If you prefer to package files as-is to preserve your original camera directories, you can choose to compress your directory structure into a tarball. To select this option, use the '-t' flag. Your output will look like this:

AVCHD camera card structure before and after tarballing

sources and further resources

Thank you to the moving image archiving community members who have researched and written about born-digital camera card sturctures:

general resources and overviews:

resources for specific camera card formats

  • AVCHD (e.g. Canon C100): documentation thanks to Robert Hoffman, summer 2020 NMAAHC intern; see also Claire Fox's thesis, page 50
  • Canon XF (e.g. Canon C300): documentation thanks to Robert Hoffman, summer 2020 NMAAHC intern, and Rupert Howe, http://www.premierepro.org/2016/10/canon-xf-c300-xf305-folder-structure-and-file-naming-explained/
  • P2 (Panasonic): see Jonah Volk's thesis, page 6, and Angelo Sacerdote's presentation, slide 9
  • XAVC (Sony): see Claire Fox's thesis, pages 50—51
  • XDCAM EX (e.g.
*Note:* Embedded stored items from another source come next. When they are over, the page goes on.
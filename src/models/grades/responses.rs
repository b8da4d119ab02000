use serde::Serialize;
use ts_rs::TS;

// 学生查看自己的成绩：每个成绩组成一行，未登记的得分为空
#[derive(Debug, Clone, Serialize, TS)]
#[serde(rename_all = "camelCase")]
#[ts(export, export_to = "../frontend/src/types/generated/grade.ts")]
pub struct MyGradeItem {
    pub grade_id: i64,
    pub name: String,
    pub weight: i32,
    pub position: i32,
    pub grade: Option<f64>,
}
use serde::Serialize;
use ts_rs::TS;

use super::entities::{Comment, Review};
use crate::models::grades::entities::StudentComposition;

// 教师查看的复查列表项
#[derive(Debug, Clone, Serialize, TS)]
#[serde(rename_all = "camelCase")]
#[ts(export, export_to = "../frontend/src/types/generated/review.ts")]
pub struct ReviewListItem {
    #[serde(flatten)]
    #[ts(flatten)]
    pub review: Review,
    pub student_id: String,
}

// 评论及评论者资料
#[derive(Debug, Clone, Serialize, TS)]
#[serde(rename_all = "camelCase")]
#[ts(export, export_to = "../frontend/src/types/generated/review.ts")]
pub struct CommentResponse {
    #[serde(flatten)]
    #[ts(flatten)]
    pub comment: Comment,
    pub fullname: String,
    pub img_url: Option<String>,
}

// 最终成绩确定结果
#[derive(Debug, Clone, Serialize, TS)]
#[serde(rename_all = "camelCase")]
#[ts(export, export_to = "../frontend/src/types/generated/review.ts")]
pub struct FinalizeResponse {
    pub student_composition: StudentComposition,
    /// 存在待处理复查时，返回已确定的复查
    pub review: Option<Review>,
}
Canon XF100): see Jonah Volk's thesis, page 9, and Claire Fox's thesis, page 50

log creation

Whenever a microservice is run, the following information is recorded in a text file called nmaahcmm.log:

  • start time
  • end time
  • name of microservice

Microservices that ask for input from the operator, such as ingestfile, restructureSIP, and restructureDPX, also generate logs with records of that operator input. A new log file is created for each date and records input for each time the microservice is invoked that day. These logs are named after their corresponding microservice and date, e.g. ingestfile_2020-06-28.log.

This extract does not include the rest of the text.